Lab Anim Res.  2010 Sep;26(3):241-247.

Evaluation on Efficacy and Safety of Tribromoethanol and Tribromoethanol plus alpha2-Adrenergic Agonists in Different Mouse Strains

Affiliations
  • 1Department of Laboratory Animal Medicine, College of Veterinary Medicine, Konkuk University, Seoul, Korea. labvet@konkuk.ac.kr

Abstract

The present study was carried out to provide a guideline for injecting tribromoethanol (TBE) as the main anesthetic agent, while adjusting the doses of xylazine (X) and medetomidine (M) according to different strains of mice (male ICR, C57BL/6, and BALB/c). Seven intraperitoneal injection anesthesia protocols using TBE and mixtures of TBE and alpha2-adrenergic agonists (TBE/X and TBE/M) were compared in terms of their efficacy and safety (anesthetic duration, death rate, and the development of pathological lesions of abdominal organs). All animals that were injected with a low dose of TBE (200 mg/kg) displayed clear signs of light anesthesia with a strong pedal withdrawal reflex. Despite the good anesthetic effect, a high dose of TBE (400 mg/kg) was not a suitable anesthetic for major surgery in all mouse strains because of the risk of pathologic changes in the abdominal organs, such as retention of the digestive tract, peritonitis, and fibrinoid adhesion. TBE200/X10 and TBE200/M0.5 (TBE, 200 mg/kg; X, 10 mg/kg; M, 0.5 mg/kg) appeared to be safe and provided satisfactory anesthesia in ICR mice. Finally, there were clear differences in anesthetic efficacy among ICR, C57BL/6, and BALB/c strains. TBE/M and TBE/X did not anesthetize BALB/c mice, and it anesthetized C57BL/6 mice for a short time. When administered with TBE/X and TBE/M maintained the sedation of ICR mice. We were able to establish different regimes for each strain (TBE200/X20 for C57BL/6, TBE300/X10 and TBE200/M1 for BALB/c).
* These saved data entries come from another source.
//! Near-field-scanner directivity export loader.
//!
//! A single tab-delimited file carries every angle as a pre-paired
//! frequency/SPL column pair; the data is already frequency domain. Half
//! sweeps (minimum angle 0) are mirrored to reconstruct the negative
//! angles.

use crate::{Error, FormatLoader, LoadOutcome, Result};
use polarmap_core::{FrequencyResponse, Measurement};
use std::fs;
use std::path::PathBuf;
use tracing::debug;

/// Number of header rows preceding the data block.
const HEADER_ROWS: usize = 3;

/// Loads a single NFS directivity export.
#[derive(Debug, Clone)]
pub struct NfsLoader {
    file: PathBuf,
}

impl NfsLoader {
    /// Create a loader for `file`.
    pub fn new(file: impl Into<PathBuf>) -> Self {
        Self { file: file.into() }
    }
}

/// Parse an angle column label: `On-Axis` is 0, anything else keeps its
/// digits and sign.
fn parse_angle(token: &str) -> Option<f64> {
    if token.contains("On-Axis") {
        return Some(0.0);
    }
    let digits: String = token
        .chars()
        .filter(|c| c.is_ascii_digit() || *c == '-')
        .collect();
    if digits.is_empty() {
        None
    } else {
        digits.parse().ok()
    }
}

/// Prepend the reversed mirrors of every non-zero angle, reconstructing a
/// full sweep from a half sweep.
fn mirrored(measurements: Vec<Measurement>) -> Vec<Measurement> {
    let mut full: Vec<Measurement> = measurements
        .iter()
        .filter(|m| m.h() != 0.0)
        .map(Measurement::mirror)
        .collect();
    full.reverse();
    full.extend(measurements);
    full
}

impl FormatLoader for NfsLoader {
    fn load(&self) -> Result<LoadOutcome> {
        let text = fs::read_to_string(&self.file).map_err(|e| Error::io(&self.file, e))?;

        let angles: Vec<f64> = text
            .lines()
            .find(|l| l.contains("On-Axis"))
            .map(|l| l.trim().split('\t').filter_map(parse_angle).collect())
            .unwrap_or_default();
        if angles.is_empty() {
            return Err(Error::UnrecognizedFormat {
                path: self.file.clone(),
                expected: "NFS directivity export",
            });
        }

        // columns come pre-paired: freq then SPL per angle
        let mut columns: Vec<Vec<f64>> = vec![Vec::new(); angles.len() * 2];
        for line in text.lines().skip(HEADER_ROWS).filter(|l| !l.trim().is_empty()) {
            for (slot, field) in columns.iter_mut().zip(line.split('\t')) {
                let cleaned: String = field.chars().filter(|c| *c != ',' && *c != '"').collect();
                let value = cleaned.trim().parse::<f64>().map_err(|_| {
                    Error::malformed(&self.file, format!("bad data value '{}'", field.trim()))
                })?;
                slot.push(value);
            }
        }

        let measurements: Vec<Measurement> = angles
            .iter()
            .enumerate()
            .map(|(idx, &angle)| {
                Measurement::from_response(
                    "NFS",
                    angle,
                    0.0,
                    FrequencyResponse {
                        freqs: columns[idx * 2].clone(),
                        spl: columns[idx * 2 + 1].clone(),
                    },
                )
            })
            .collect();

        let min_angle = angles.iter().copied().fold(f64::INFINITY, f64::min);
        let measurements = if min_angle == 0.0 {
            debug!(target: "polarmap::io", "half sweep detected, mirroring {} angles", angles.len() - 1);
            mirrored(measurements)
        } else {
            measurements
        };

        let mut outcome = LoadOutcome {
            measurements,
            loaded: vec![self.file.clone()],
            ignored: Vec::new(),
        };
        outcome.sort_by_angle();
        Ok(outcome)
    }
}

#[cfg(test)]
mod tests {
    use super::*;

    // the label row carries one token per angle; data columns come in
    // freq/SPL pairs
    const EXPORT: &str = "\
\"On-Axis\"\t\"15 deg\"\t\"30 deg\"
Freq\tSPL\tFreq\tSPL\tFreq\tSPL
[Hz]\t[dB]\t[Hz]\t[dB]\t[Hz]\t[dB]
100.0\t90.0\t100.0\t88.0\t100.0\t85.0
\"1,000.0\"\t91.0\t\"1,000.0\"\t87.5\t\"1,000.0\"\t83.0
";

    #[test]
    fn half_sweep_is_mirrored() {
        let dir = tempfile::tempdir().unwrap();
        let path = dir.path().join("nfs.txt");
        fs::write(&path, EXPORT).unwrap();

        let outcome = NfsLoader::new(&path).load().unwrap();
        let angles: Vec<f64> = outcome.measurements.iter().map(|m| m.h()).collect();
        assert_eq!(angles, vec![-30.0, -15.0, 0.0, 15.0, 30.0]);

        let at = |a: f64| {
            outcome
                .measurements
                .iter()
                .find(|m| m.h() == a)
                .unwrap()
                .response()
                .unwrap()
                .clone()
        };
        assert_eq!(at(-15.0).spl, at(15.0).spl);
        assert_eq!(at(0.0).freqs, vec![100.0, 1000.0]);
        assert_eq!(at(30.0).spl, vec![85.0, 83.0]);
    }

    #[test]
    fn thousands_separators_are_stripped() {
        let dir = tempfile::tempdir().unwrap();
        let path = dir.path().join("nfs.txt");
        fs::write(&path, EXPORT).unwrap();
        let outcome = NfsLoader::new(&path).load().unwrap();
        let on_axis = outcome.measurements.iter().find(|m| m.h() == 0.0).unwrap();
        assert_eq!(on_axis.response().unwrap().freqs[1], 1000.0);
    }

    #[test]
    fn files_without_angles_are_rejected() {
        let dir = tempfile::tempdir().unwrap();
        let path = dir.path().join("nfs.txt");
        fs::write(&path, "Freq\tSPL\n100\t90\n").unwrap();
        assert!(matches!(
            NfsLoader::new(&path).load().unwrap_err(),
            Error::UnrecognizedFormat { .. }
        ));
    }
}
//! Benchmarks for the hot paths of the analysis pipeline.

use criterion::{Criterion, black_box, criterion_group, criterion_main};
use polarmap_analysis::{DspKernel, Kernel};
use polarmap_core::{WindowSpec, WindowType, build_gate};

fn bench_gate(c: &mut Criterion) {
    let left = WindowSpec::new(100, WindowType::Tukey, 25);
    let right = WindowSpec::new(4000, WindowType::Tukey, 50);
    c.bench_function("build_gate_4k", |b| {
        b.iter(|| build_gate(black_box(&left), black_box(&right), black_box(500)))
    });
}

fn bench_fft(c: &mut Criterion) {
    let kernel = DspKernel;
    let samples: Vec<f64> = (0..4096).map(|i| (i as f64 * 0.01).sin()).collect();
    c.bench_function("fft_4k", |b| b.iter(|| kernel.fft(black_box(&samples))));
}

fn bench_log_resample(c: &mut Criterion) {
    let kernel = DspKernel;
    let samples: Vec<f64> = (0..4096).map(|i| (i as f64 * 0.01).sin()).collect();
    let (spectrum, n) = kernel.fft(&samples);
    let step = 48000.0 / n as f64;
    c.bench_function("log_resample_4k", |b| {
        b.iter(|| kernel.log_resample(black_box(&spectrum), black_box(step)))
    });
}

criterion_group!(benches, bench_gate, bench_fft, bench_log_resample);
criterion_main!(benches);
Our results showed that TBE/X and TBE/M could be recommended as an anesthetic mixture, with the dose appropriately adjusted according to mouse strain.

Keyword

Anesthetic dose; strain difference; tribromoethanol; xylazine; medetomidine

MeSH Terms

Anesthesia
Anesthetics
Animals
Ethanol
Gastrointestinal Tract
Injections, Intraperitoneal
Light
Medetomidine
Mice
Mice, Inbred ICR
Peritonitis
Reflex
Retention (Psychology)
Sprains and Strains
Xylazine
Anesthetics
Ethanol
Medetomidine
Xylazine

Figure

  • Figure 1. Appearance of a mouse's abdominal cavity at 10 dpi. (A) Gross necropsy of ICR mice that received saline intraperitoneally. Normal appearance of the abdominal cavity is noted. (B) Gross necropsy of ICR mouse that received 400 mg/kg tribromoethanol (TBE) intraperitoneally. The stomach is grossly empty (thick, dark arrow). The intestine is distended with fluid and digested food, supporting a gross description of ileus (thin, dark arrow). (C) Thin abdominal wall and distension of the gastrointestinal tract found upon gross necropsy of C57BL/6 mouse that was administered 400 mg/kg TBE. (D) BALB/c mouse that received 400 mg/kg TBE showed focally extensive area of fibrous adhesion between the small intestine and cecum, which were filled with digested food (open arrow).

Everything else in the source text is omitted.